THE TASK: Gather every line in the records below that contains the word "StatusCode".

::: DATA EXTRACT

//! Health Check Server - Liveness and Readiness Probes
//!
//! Exposes /live and /ready endpoints via axum 0.7 for the acquisition
//! daemon. Readiness follows the status published by the job: ready
//! while the most recent run succeeded.

use std::sync::Arc;

use axum::Router;
use axum::extract::State;
use axum::http::StatusCode;
use axum::response::IntoResponse;
use axum::routing::get;
use tokio::sync::{broadcast, watch};
use tracing::{info, instrument};

use crate::usecases::acquisition::JobStatus;

/// Shared health state polled by readiness probes.
#[derive(Debug, Clone)]
pub struct HealthState {
    status_rx: watch::Receiver<JobStatus>,
}

impl HealthState {
    pub fn new(status_rx: watch::Receiver<JobStatus>) -> Self {
        Self { status_rx }
    }

    /// Ready while the last acquisition run succeeded.
    pub fn is_ready(&self) -> bool {
        self.status_rx.borrow().healthy
    }
}

/// Axum-based health check HTTP server.
pub struct HealthServer {
    state: Arc<HealthState>,
    /// Bind port (default 8080 from config).
    port: u16,
}

impl HealthServer {
    pub fn new(state: Arc<HealthState>, port: u16) -> Self {
        Self { state, port }
    }

    /// Serve until shutdown.
    #[instrument(skip(self, shutdown_rx))]
    pub async fn run(self, mut shutdown_rx: broadcast::Receiver<()>) -> anyhow::Result<()> {
        let app = Router::new()
            .route("/live", get(Self::liveness))
            .route("/ready", get(Self::readiness))
            .with_state(Arc::clone(&self.state));

        let addr = format!("0.0.0.0:{}", self.port);
        let listener = tokio::net::TcpListener::bind(&addr).await?;

        info!(address = %addr, "Health server started");

        axum::serve(listener, app)
            .with_graceful_shutdown(async move {
                let _ = shutdown_rx.recv().await;
            })
            .await?;

        Ok(())
    }

    async fn liveness() -> impl IntoResponse {
        (StatusCode::OK, "OK")
    }

    async fn readiness(State(state): State<Arc<HealthState>>) -> impl IntoResponse {
        if state.is_ready() {
            (StatusCode::OK, "READY")
        } else {
            (StatusCode::SERVICE_UNAVAILABLE, "NOT READY")
        }
    }
}

#[cfg(test)]
mod tests {
    use super::*;

    #[test]
    fn test_readiness_follows_job_status() {
        let (tx, rx) = watch::channel(JobStatus {
            healthy: true,
            ..JobStatus::default()
        });
        let state = HealthState::new(rx);
        assert!(state.is_ready());

        tx.send_modify(|s| {
            s.runs += 1;
            s.failures += 1;
            s.healthy = false;
        });
        assert!(!state.is_ready());
    }
}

::::::

WRITTEN RESPONSE:
use axum::http::StatusCode;
        (StatusCode::OK, "OK")
            (StatusCode::OK, "READY")
            (StatusCode::SERVICE_UNAVAILABLE, "NOT READY")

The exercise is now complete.